V2nd - Chapter 11 - the tone

Mark Kohut markekohut at yahoo.com
Sun Nov 21 19:19:11 CST 2010


uh, wow, Yes.............


----- Original Message ----
From: "kelber at mindspring.com" <kelber at mindspring.com>
To: pynchon-l at waste.org
Sent: Sun, November 21, 2010 7:47:50 PM
Subject: Re: V2nd - Chapter 11 - the tone

What's Fausto's motivation for these Confessions?  They're adressed to Paola.  
"What kind of monster are you?' he asks, jokingly, affectionately.  In trying to 
explain himself, he's also hoping Paola will be different.  He confesses to save 
her soul.

(p. 335):  "[selling one's soul] isn't so much to pay for eyes clear enough to 
see past the fiction of continuity, the fiction of cause and effect,the fiction 
of a humanized history endowed with 'reason.'"

He's talking about himself, bitterly, as a fragmented person, but isn't that 
what V. is?  He sees no relation between his "selves" at various points in time 
[though personally, I don't think he really convinces us of this].  Pynchon (via 
Stencil) is more convincing in showing us the fragmented episodes that add up to 
V.  Are young Victoria Wren and Vera Meroving really the same person?  Fausto 
talks about the Maltese language, and its inability to convey abstract ideas.  
We can extrapolate that Fausto believes the true Maltese (Maltan?) is a whole 
person, continuous, un-fragmented.  The fragmentation results when foreign 
influences, and modernity are introduced, whether in the form of language, 
poetry, or bombs (which cause physical fragmentation too).

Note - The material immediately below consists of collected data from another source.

// patterns/expand.rs
//! Compound pattern expansion.
//!
//! `{a,b,c}` substitutes each comma-separated alternative; `[abc]`
//! substitutes each character of a literal run. Every substitution is
//! rescanned from the start, so multiple groups in one pattern expand into
//! their full cross-product, left to right as written. An opener without a
//! matching closer makes the whole pattern literal; it is never an error.

use crate::error::EnumError;
use crate::flags::MatchFlags;
use crate::walker::{self, Callbacks, WalkEnv};

/// Where the first alternation operator sits in a pattern.
enum OperatorScan<'a> {
    /// No `{` or `[` at all.
    None,
    /// An opener with no closer; the pattern is literal text.
    Unterminated,
    Group {
        before: &'a str,
        body: &'a str,
        after: &'a str,
        single_char: bool,
    },
}

fn scan(spec: &str) -> OperatorScan<'_> {
    let Some(open) = spec.find(|c| c == '{' || c == '[') else {
        return OperatorScan::None;
    };
    let single_char = spec.as_bytes()[open] == b'[';
    let closer = if single_char { ']' } else { '}' };
    let Some(close) = spec[open + 1..].find(closer) else {
        return OperatorScan::Unterminated;
    };
    let close = open + 1 + close;
    OperatorScan::Group {
        before: &spec[..open],
        body: &spec[open + 1..close],
        after: &spec[close + 1..],
        single_char,
    }
}

/// Expand every alternation group in `spec` into the cross-product of
/// concrete patterns, in the left-to-right order the alternatives are
/// written.
///
/// A pattern without groups (or with an unterminated opener) comes back as
/// itself. `{}` contributes a single empty alternative; `[]` contributes
/// none.
pub fn expand(spec: &str) -> Vec<String> {
    match scan(spec) {
        OperatorScan::None | OperatorScan::Unterminated => vec![spec.to_string()],
        OperatorScan::Group {
            before,
            body,
            after,
            single_char,
        } => {
            let mut out = Vec::new();
            if single_char {
                for ch in body.chars() {
                    out.extend(expand(&format!("{before}{ch}{after}")));
                }
            } else {
                for alt in body.split(',') {
                    out.extend(expand(&format!("{before}{alt}{after}")));
                }
            }
            out
        }
    }
}

/// Drive the walker once per concrete alternative of `spec`.
///
/// Patterns without operators are handed the home-directory expansion
/// first; unterminated-operator literals go to the walker untouched. A
/// failing alternative aborts the remainder — matches already reported for
/// earlier alternatives stay reported.
pub(crate) fn drive(
    env: &WalkEnv<'_>,
    spec: &str,
    depth: u32,
    callbacks: &mut Callbacks<'_>,
) -> Result<(), EnumError> {
    if env.flags.contains(MatchFlags::BASIC_EXPANSION) {
        return walker::enumerate(env, spec, depth, callbacks);
    }

    match scan(spec) {
        OperatorScan::None => {
            if let Some(expanded) = env.fs.expand_home(spec) {
                walker::enumerate(env, &expanded, depth, callbacks)
            } else {
                walker::enumerate(env, spec, depth, callbacks)
            }
        }
        OperatorScan::Unterminated => {
            tracing::trace!(pattern = spec, "unterminated alternation, matching literally");
            walker::enumerate(env, spec, depth, callbacks)
        }
        OperatorScan::Group {
            before,
            body,
            after,
            single_char,
        } => {
            if single_char {
                for ch in body.chars() {
                    drive(env, &format!("{before}{ch}{after}"), depth, callbacks)?;
                }
            } else {
                for alt in body.split(',') {
                    drive(env, &format!("{before}{alt}{after}"), depth, callbacks)?;
                }
            }
            Ok(())
        }
    }
}

#[cfg(test)]
mod tests {
    use super::*;

    #[test]
    fn no_groups_passes_through() {
        assert_eq!(expand("plain.txt"), vec!["plain.txt"]);
        assert_eq!(expand("*.rs"), vec!["*.rs"]);
        assert_eq!(expand(""), vec![""]);
    }

    #[test]
    fn brace_alternation() {
        assert_eq!(expand("f{1,2,3}.txt"), vec!["f1.txt", "f2.txt", "f3.txt"]);
        assert_eq!(expand("{a,b}"), vec!["a", "b"]);
        assert_eq!(expand("lib{foo,bar}.so"), vec!["libfoo.so", "libbar.so"]);
    }

    #[test]
    fn bracket_alternation() {
        assert_eq!(expand("f[ab].txt"), vec!["fa.txt", "fb.txt"]);
        assert_eq!(expand("[xyz]"), vec!["x", "y", "z"]);
    }

    #[test]
    fn cross_product_order() {
        assert_eq!(expand("{a,b}{1,2}"), vec!["a1", "a2", "b1", "b2"]);
        assert_eq!(expand("[ab]{1,2}"), vec!["a1", "a2", "b1", "b2"]);
        assert_eq!(
            expand("x{a,b}y[12]z"),
            vec!["xay1z", "xay2z", "xby1z", "xby2z"]
        );
    }

    #[test]
    fn unterminated_is_literal() {
        assert_eq!(expand("file{1,2.txt"), vec!["file{1,2.txt"]);
        assert_eq!(expand("file[ab.txt"), vec!["file[ab.txt"]);
        assert_eq!(expand("{"), vec!["{"]);
        assert_eq!(expand("["), vec!["["]);
    }

    #[test]
    fn closer_without_opener_is_literal_text() {
        assert_eq!(expand("ab}cd"), vec!["ab}cd"]);
        assert_eq!(expand("ab]cd"), vec!["ab]cd"]);
    }

    #[test]
    fn body_stops_at_first_closer() {
        // No nesting awareness: the body ends at the first closer and the
        // leftover brace text re-expands only if it forms a new group.
        assert_eq!(expand("{a,b}c}"), vec!["ac}", "bc}"]);
    }

    #[test]
    fn empty_bodies() {
        assert_eq!(expand("a{}b"), vec!["ab"]);
        assert_eq!(expand("a[]b"), Vec::<String>::new());
        assert_eq!(expand("{,un}do"), vec!["do", "undo"]);
    }

    #[test]
    fn mixed_operator_order() {
        // The first operator wins regardless of kind.
        assert_eq!(expand("[ab]{c,d}"), vec!["ac", "ad", "bc", "bd"]);
        assert_eq!(expand("{c,d}[ab]"), vec!["ca", "cb", "da", "db"]);
    }
}
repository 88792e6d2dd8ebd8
#![doc = include_str!("../README.md")]
#![cfg_attr(docsrs, feature(doc_cfg))]

// -----------------------------------------------------------------------------
// Extern Self

// The derive macro emits `::vc_hydrate::...` paths, so the crate must be able
// to name itself that way in its own unit tests and doctests.
extern crate self as vc_hydrate;

extern crate alloc;

// -----------------------------------------------------------------------------
// Modules

mod cache;
mod model;

pub mod attributes;
pub mod hydrate;
pub mod info;
pub mod registry;
pub mod value;

// -----------------------------------------------------------------------------
// Top-Level exports

#[doc(hidden)]
pub mod __macro_exports;

pub use cache::{Attributes, ModelCache};
pub use hydrate::{HydrateError, Hydrated, Hydrator};
pub use model::{AssignError, FromPropertyValue, Model, PropertyValue};
pub use value::{RawKind, RawMap, RawValue};
pub use vc_hydrate_derive as derive;
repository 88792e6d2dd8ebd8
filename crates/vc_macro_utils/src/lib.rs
//! Provide some tools for proc-macro crates.
#![allow(clippy::std_instead_of_alloc, reason = "proc-macro crate")]
#![allow(clippy::std_instead_of_core, reason = "proc-macro crate")]

// -----------------------------------------------------------------------------
// Modules

mod manifest;

// -----------------------------------------------------------------------------
// Exports

pub use manifest::Manifest;
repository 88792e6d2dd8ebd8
use core::any::TypeId;
use core::fmt;
use core::hash::{Hash, Hasher};

// -----------------------------------------------------------------------------
// TypePath

/// A static accessor to type paths and names.
///
/// - [`type_path`]: The unique identifier of the type, cannot be duplicated.
/// - [`type_name`]: Type name without module path, may be duplicated.
/// - [`module_path`]: Optional module path.
///
/// We guarantee that these names do not have the prefix `::`.
/// Users should also ensure this when manually implementing it.
///
/// # Implementation
///
/// [`#[derive(Model)]`](crate::derive::Model) implements it from
/// `module_path!()` and the type ident, or from `#[model(type_path = "...")]`.
///
/// ```
/// use vc_hydrate::info::TypePath;
///
/// struct Foo;
///
/// impl TypePath for Foo {
///     fn type_path() -> &'static str { "my_crate::foo::Foo" }
///     fn type_name() -> &'static str { "Foo" }
///     fn module_path() -> Option<&'static str> { Some("my_crate::foo") }
/// }
/// ```
///
/// [`type_path`]: TypePath::type_path
/// [`type_name`]: TypePath::type_name
/// [`module_path`]: TypePath::module_path
pub trait TypePath: 'static {
    /// Returns the fully qualified path of the target type.
    ///
    /// This is the complete unique identifier of a type,
    /// and should **not** duplicated in different types.
    fn type_path() -> &'static str;

    /// Returns the short name of the type.
    ///
    /// This name allows for duplication.
    fn type_name() -> &'static str;

    /// Optional module path where the type is defined.
    fn module_path() -> Option<&'static str> {
        None
    }
}

// -----------------------------------------------------------------------------
// Type

/// The identity of a model type: its [`TypeId`] and its paths.
///
/// Equality and hashing only consider the [`TypeId`].
///
/// # Example
///
/// ```
/// # use core::any::TypeId;
/// use vc_hydrate::{derive::Model, info::Type};
///
/// #[derive(Model, Default, Debug)]
/// struct Point { x: i32 }
///
/// let ty = Type::of::<Point>();
/// assert_eq!(ty.id(), TypeId::of::<Point>());
/// assert_eq!(ty.name(), "Point");
/// assert!(ty.path().ends_with("::Point"));
/// ```
#[derive(Clone, Copy)]
pub struct Type {
    id: TypeId,
    path: &'static str,
    name: &'static str,
    module_path: Option<&'static str>,
}

impl Type {
    /// Creates a new [`Type`] from a type that implements [`TypePath`].
    #[inline]
    pub fn of<T: TypePath>() -> Self {
        Self {
            id: TypeId::of::<T>(),
            path: T::type_path(),
            name: T::type_name(),
            module_path: T::module_path(),
        }
    }

    /// Returns the [`TypeId`] of the type.
    #[inline]
    pub const fn id(&self) -> TypeId {
        self.id
    }

    /// See [`TypePath::type_path`].
    #[inline]
    pub const fn path(&self) -> &'static str {
        self.path
    }

    /// See [`TypePath::type_name`].
    #[inline]
    pub const fn name(&self) -> &'static str {
        self.name
    }

    /// See [`TypePath::module_path`].
    #[inline]
    pub const fn module_path(&self) -> Option<&'static str> {
        self.module_path
    }

    /// Check if the given type matches this one.
    #[inline]
    pub fn is<T: 'static>(&self) -> bool {
        self.id == TypeId::of::<T>()
    }
}

impl PartialEq for Type {
    #[inline]
    fn eq(&self, other: &Self) -> bool {
        self.id == other.id
    }
}

impl Eq for Type {}

impl Hash for Type {
    #[inline]
    fn hash<H: Hasher>(&self, state: &mut H) {
        self.id.hash(state);
    }
}

impl fmt::Debug for Type {
    fn fmt(&self, f: &mut fmt::Formatter<'_>) -> fmt::Result {
        f.write_str(self.path)
    }
}

impl fmt::Display for Type {
    fn fmt(&self, f: &mut fmt::Formatter<'_>) -> fmt::Result {
        f.pad(self.path)
    }
}

#[cfg(test)]
mod tests {
    use super::{Type, TypePath};

    struct Foo;

    impl TypePath for Foo {
        fn type_path() -> &'static str {
            "app::models::Foo"
        }
        fn type_name() -> &'static str {
            "Foo"
        }
        fn module_path() -> Option<&'static str> {
            Some("app::models")
        }
    }

    struct Bar;

    impl TypePath for Bar {
        fn type_path() -> &'static str {
            "app::models::Foo"
        }
        fn type_name() -> &'static str {
            "Foo"
        }
    }

    #[test]
    fn type_of() {
        let ty = Type::of::<Foo>();
        assert!(ty.is::<Foo>());
        assert_eq!(ty.path(), "app::models::Foo");
        assert_eq!(ty.name(), "Foo");
        assert_eq!(ty.module_path(), Some("app::models"));
        assert_eq!(alloc::format!("{ty}"), "app::models::Foo");
    }

    #[test]
    fn identity_is_type_id() {
        // Same paths, different types.
        assert_ne!(Type::of::<Foo>(), Type::of::<Bar>());
        assert_eq!(Type::of::<Foo>(), Type::of::<Foo>());
        assert_eq!(Bar::module_path(), None);
    }
}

What does Fausto want for Paola? (p. 346):  "May you be only Paola, one girl: a 
single given heart, a whole mind at peace."

Is he too late to save her?  There's something about Paola that attracts any and 
all men (Pappy Hod, Pig Bodine, Profane, Rooney Winsome, McLintic Sphere, even 
Stencil).  Is it because they sense the single heart, the whole mind?  
Outwardly, she certainly seems fragmented.  1. Child of the Maltese rock, 2.  
Balloon-girl, playing at being an Italian dirigible, no longer wholly innocent 
or natural, 3.  Paola Hod, married to some skanky old Navy guy as a ticket to 
America, 4.Paola the barmaid, 5. Paola, the newest inductee into The Whole Sick 
Crew, 6. Paola, playing at being a prostitute named Ruby.  Why?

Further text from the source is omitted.